WEDNESDAY, SEPTEMBER 28, 2016

Whooping cough on the rise in U.S.

Reports of whooping cough in the United States have reached the highest levels in 50 years according to a University of Michigan poll, due in part to adults who have not received their booster shots.

Whooping cough, also known as pertussis, is a highly contagious bacteria that spreads by infected persons coughing. Whooping cough can affect all ages and is most dangerous in young infants. Younger children under the age of four months are at a higher risk for severe complications and death from whopping cough.

Vaccines are available for whooping cough, and while they are effective in stopping the disease, the problem comes from adults who believe that because they were vaccinated at an early age, they are still immune to the disease and cannot spread it to newborn infants.

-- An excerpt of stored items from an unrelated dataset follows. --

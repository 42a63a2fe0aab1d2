//! Static SVG charts for the agreement report.

use std::fmt::Write;
use std::path::{Path, PathBuf};

use anyhow::Result;
use tracing::info;

use crate::agreement::{AgreementSummary, PairwiseMatrix};
use crate::scores::{ScoreTable, sample_std_dev};
use crate::util::{ensure_directory, write_text_file};

pub const SCORE_DISTRIBUTION_FILE: &str = "score_distribution.svg";
pub const STD_DISTRIBUTION_FILE: &str = "std_distribution.svg";
pub const SPEARMAN_HEATMAP_FILE: &str = "heatmap_spearman.svg";
pub const CCC_HEATMAP_FILE: &str = "heatmap_ccc.svg";

pub const STD_HISTOGRAM_BINS: usize = 20;
const KDE_GRID_POINTS: usize = 201;

const WIDTH: f64 = 720.0;
const HEIGHT: f64 = 400.0;
const MARGIN: f64 = 50.0;
const PALETTE: [&str; 8] = [
    "#1f77b4", "#ff7f0e", "#2ca02c", "#d62728", "#9467bd", "#8c564b", "#e377c2", "#17becf",
];
const UNDEFINED_FILL: &str = "#cccccc";

#[derive(Debug, Clone, PartialEq, Eq)]
pub struct ChartFile {
    pub title: &'static str,
    pub path: PathBuf,
}

pub fn write_charts(
    dir: &Path,
    table: &ScoreTable,
    summary: &AgreementSummary,
) -> Result<Vec<ChartFile>> {
    ensure_directory(dir)?;

    let charts = [
        (
            "Score distribution by rater",
            SCORE_DISTRIBUTION_FILE,
            render_score_distribution(table),
        ),
        (
            "Cross-rater standard deviation per item",
            STD_DISTRIBUTION_FILE,
            render_std_distribution(&table.std_dev_column()),
        ),
        (
            "Spearman correlation between raters",
            SPEARMAN_HEATMAP_FILE,
            render_heatmap(&summary.spearman, "Spearman (scores)", -1.0, 1.0),
        ),
        (
            "Lin's CCC between raters",
            CCC_HEATMAP_FILE,
            render_heatmap(&summary.ccc, "Lin's CCC", 0.0, 1.0),
        ),
    ];

    let mut written = Vec::with_capacity(charts.len());
    for (title, file_name, svg) in charts {
        let path = dir.join(file_name);
        write_text_file(&path, &svg)?;
        info!(path = %path.display(), "wrote chart");
        written.push(ChartFile { title, path });
    }

    Ok(written)
}

/// Gaussian kernel density of each rater's scores over 0..100 with Scott's
/// bandwidth. Raters whose scores have no spread are listed but not drawn.
pub fn render_score_distribution(table: &ScoreTable) -> String {
    let grid = (0..KDE_GRID_POINTS)
        .map(|step| step as f64 * 100.0 / (KDE_GRID_POINTS - 1) as f64)
        .collect::<Vec<f64>>();

    let curves = table
        .raters()
        .iter()
        .map(|rater| {
            let column = table.column(rater);
            let density = gaussian_kde(&column, &grid);
            (rater.as_str(), density)
        })
        .collect::<Vec<_>>();

    let peak = curves
        .iter()
        .filter_map(|(_, density)| density.as_ref())
        .flatten()
        .copied()
        .fold(0.0_f64, f64::max);
    let y_max = if peak > 0.0 { peak * 1.1 } else { 1.0 };

    let mut svg = String::new();
    open_svg(&mut svg, "Score distribution by rater");
    draw_axes(&mut svg, "Score (0-100)", "Density");
    axis_ticks(&mut svg, 0.0, 100.0);

    for (position, (rater, density)) in curves.iter().enumerate() {
        let color = PALETTE[position % PALETTE.len()];
        if let Some(density) = density {
            let points = grid
                .iter()
                .zip(density)
                .map(|(x, y)| {
                    format!(
                        "{:.2},{:.2}",
                        plot_x(*x / 100.0),
                        plot_y(*y / y_max)
                    )
                })
                .collect::<Vec<String>>()
                .join(" ");
            let _ = writeln!(
                svg,
                r#"<polyline fill="none" stroke="{color}" stroke-width="2" points="{points}"/>"#
            );
        }
        let legend_y = MARGIN + 14.0 + position as f64 * 16.0;
        let _ = writeln!(
            svg,
            r#"<rect x="{:.1}" y="{:.1}" width="10" height="10" fill="{color}"/><text x="{:.1}" y="{:.1}" font-size="11">{}</text>"#,
            WIDTH - MARGIN - 110.0,
            legend_y - 9.0,
            WIDTH - MARGIN - 95.0,
            legend_y,
            escape(rater)
        );
    }

    close_svg(&mut svg);
    svg
}

/// Histogram of per-item standard deviations in [`STD_HISTOGRAM_BINS`] bins.
pub fn render_std_distribution(std_devs: &[f64]) -> String {
    let counts = histogram(std_devs, STD_HISTOGRAM_BINS);
    let upper = histogram_upper(std_devs);
    let tallest = counts.iter().copied().max().unwrap_or(0).max(1) as f64;
    let bar_width = (WIDTH - 2.0 * MARGIN) / STD_HISTOGRAM_BINS as f64;

    let mut svg = String::new();
    open_svg(&mut svg, "Cross-rater standard deviation per item");
    draw_axes(&mut svg, "Standard deviation", "Items");
    axis_ticks(&mut svg, 0.0, upper);

    for (bin, count) in counts.iter().enumerate() {
        if *count == 0 {
            continue;
        }
        let top = plot_y(*count as f64 / tallest);
        let _ = writeln!(
            svg,
            r##"<rect x="{:.2}" y="{:.2}" width="{:.2}" height="{:.2}" fill="#87ceeb" stroke="#4682b4"><title>{count}</title></rect>"##,
            MARGIN + bin as f64 * bar_width,
            top,
            bar_width,
            HEIGHT - MARGIN - top
        );
    }

    close_svg(&mut svg);
    svg
}

/// Annotated rater x rater heatmap. Undefined cells are grey and read `n/a`.
pub fn render_heatmap(matrix: &PairwiseMatrix, title: &str, low: f64, high: f64) -> String {
    let size = matrix.raters.len().max(1);
    let cell = ((HEIGHT - 2.0 * MARGIN) / size as f64).min(80.0);
    let left = MARGIN + 80.0;

    let mut svg = String::new();
    open_svg(&mut svg, title);

    for (row, row_rater) in matrix.raters.iter().enumerate() {
        let y = MARGIN + row as f64 * cell;
        let _ = writeln!(
            svg,
            r#"<text x="{:.1}" y="{:.1}" font-size="11" text-anchor="end">{}</text>"#,
            left - 6.0,
            y + cell / 2.0 + 4.0,
            escape(row_rater)
        );
        for col in 0..matrix.raters.len() {
            let x = left + col as f64 * cell;
            let value = matrix.get(row, col);
            let (fill, label) = match value {
                Some(value) => (heat_color(value, low, high), format!("{value:.2}")),
                None => (UNDEFINED_FILL.to_string(), "n/a".to_string()),
            };
            let _ = writeln!(
                svg,
                r##"<rect x="{x:.1}" y="{y:.1}" width="{cell:.1}" height="{cell:.1}" fill="{fill}" stroke="#ffffff"/><text x="{:.1}" y="{:.1}" font-size="11" text-anchor="middle">{label}</text>"##,
                x + cell / 2.0,
                y + cell / 2.0 + 4.0
            );
        }
    }

    for (col, rater) in matrix.raters.iter().enumerate() {
        let _ = writeln!(
            svg,
            r#"<text x="{:.1}" y="{:.1}" font-size="11" text-anchor="middle">{}</text>"#,
            left + col as f64 * cell + cell / 2.0,
            MARGIN + matrix.raters.len() as f64 * cell + 16.0,
            escape(rater)
        );
    }

    let _ = writeln!(
        svg,
        r#"<text x="{:.1}" y="{:.1}" font-size="10">scale {low:.0} .. {high:.0}</text>"#,
        left,
        HEIGHT - 10.0
    );

    close_svg(&mut svg);
    svg
}

/// Density estimate on `grid`; `None` below two values or without spread.
pub fn gaussian_kde(values: &[f64], grid: &[f64]) -> Option<Vec<f64>> {
    let sigma = sample_std_dev(values)?;
    if !(sigma > 0.0) {
        return None;
    }
    let n = values.len() as f64;
    let bandwidth = sigma * n.powf(-0.2);
    let norm = n * bandwidth * (2.0 * std::f64::consts::PI).sqrt();

    Some(
        grid.iter()
            .map(|x| {
                values
                    .iter()
                    .map(|value| (-0.5 * ((x - value) / bandwidth).powi(2)).exp())
                    .sum::<f64>()
                    / norm
            })
            .collect(),
    )
}

/// Equal-width bins over `0..=max`; the maximum lands in the last bin.
pub fn histogram(values: &[f64], bins: usize) -> Vec<usize> {
    let mut counts = vec![0; bins];
    if bins == 0 {
        return counts;
    }
    let upper = histogram_upper(values);
    for value in values.iter().filter(|value| value.is_finite()) {
        let position = ((value.max(0.0) / upper) * bins as f64) as usize;
        counts[position.min(bins - 1)] += 1;
    }
    counts
}

fn histogram_upper(values: &[f64]) -> f64 {
    let max = values
        .iter()
        .copied()
        .filter(|value| value.is_finite())
        .fold(0.0_f64, f64::max);
    if max > 0.0 { max } else { 1.0 }
}

/// Blue for `low`, white at the midpoint, red for `high`.
fn heat_color(value: f64, low: f64, high: f64) -> String {
    let t = ((value - low) / (high - low)).clamp(0.0, 1.0);
    let (r, g, b) = if t < 0.5 {
        let s = t / 0.5;
        (lerp(59.0, 247.0, s), lerp(76.0, 247.0, s), lerp(192.0, 247.0, s))
    } else {
        let s = (t - 0.5) / 0.5;
        (lerp(247.0, 180.0, s), lerp(247.0, 4.0, s), lerp(247.0, 38.0, s))
    };
    format!("#{:02x}{:02x}{:02x}", r as u8, g as u8, b as u8)
}

fn lerp(from: f64, to: f64, t: f64) -> f64 {
    (from + (to - from) * t).round()
}

fn plot_x(fraction: f64) -> f64 {
    MARGIN + fraction * (WIDTH - 2.0 * MARGIN)
}

fn plot_y(fraction: f64) -> f64 {
    HEIGHT - MARGIN - fraction * (HEIGHT - 2.0 * MARGIN)
}

fn open_svg(svg: &mut String, title: &str) {
    let _ = writeln!(
        svg,
        r#"<svg xmlns="http://www.w3.org/2000/svg" width="{WIDTH}" height="{HEIGHT}" viewBox="0 0 {WIDTH} {HEIGHT}" font-family="sans-serif">"#
    );
    let _ = writeln!(svg, "<title>{}</title>", escape(title));
    let _ = writeln!(svg, r##"<rect width="100%" height="100%" fill="#ffffff"/>"##);
    let _ = writeln!(
        svg,
        r#"<text x="{:.1}" y="24" font-size="16" text-anchor="middle">{}</text>"#,
        WIDTH / 2.0,
        escape(title)
    );
}

fn close_svg(svg: &mut String) {
    svg.push_str("</svg>\n");
}

fn draw_axes(svg: &mut String, x_label: &str, y_label: &str) {
    let bottom = HEIGHT - MARGIN;
    let _ = writeln!(
        svg,
        r##"<line x1="{MARGIN}" y1="{bottom}" x2="{:.1}" y2="{bottom}" stroke="#333333"/><line x1="{MARGIN}" y1="{MARGIN}" x2="{MARGIN}" y2="{bottom}" stroke="#333333"/>"##,
        WIDTH - MARGIN
    );
    let _ = writeln!(
        svg,
        r#"<text x="{:.1}" y="{:.1}" font-size="12" text-anchor="middle">{}</text>"#,
        WIDTH / 2.0,
        HEIGHT - 12.0,
        escape(x_label)
    );
    let _ = writeln!(
        svg,
        r#"<text x="14" y="{:.1}" font-size="12" text-anchor="middle" transform="rotate(-90 14 {:.1})">{}</text>"#,
        HEIGHT / 2.0,
        HEIGHT / 2.0,
        escape(y_label)
    );
}

fn axis_ticks(svg: &mut String, from: f64, to: f64) {
    for step in 0..=4 {
        let fraction = step as f64 / 4.0;
        let _ = writeln!(
            svg,
            r#"<text x="{:.1}" y="{:.1}" font-size="10" text-anchor="middle">{:.1}</text>"#,
            plot_x(fraction),
            HEIGHT - MARGIN + 14.0,
            from + fraction * (to - from)
        );
    }
}

fn escape(text: &str) -> String {
    text.replace('&', "&amp;")
        .replace('<', "&lt;")
        .replace('>', "&gt;")
        .replace('"', "&quot;")
}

"Pertussis is a very preventable disease," Matthew M. Davis, director of the C.S. Mott Children's Hospital National Poll on Children's Health, said. "But many adults may think their childhood vaccinations still are protecting them against pertussis. Findings from this poll show that few adults have received a booster shot within the recommended 10-year time frame and in fact, two-thirds told us they were not aware of their vaccination status."

The same poll that showed people did not know their vaccination status also showed that parents insist their newborns aren't exposed to those who might not be vaccinated for the disease.

"Expectant parents should have a conversation about pertussis vaccine with their family and close friends BEFORE the baby is born, to allow time for them to get their pertussis vaccine up to date," Davis said.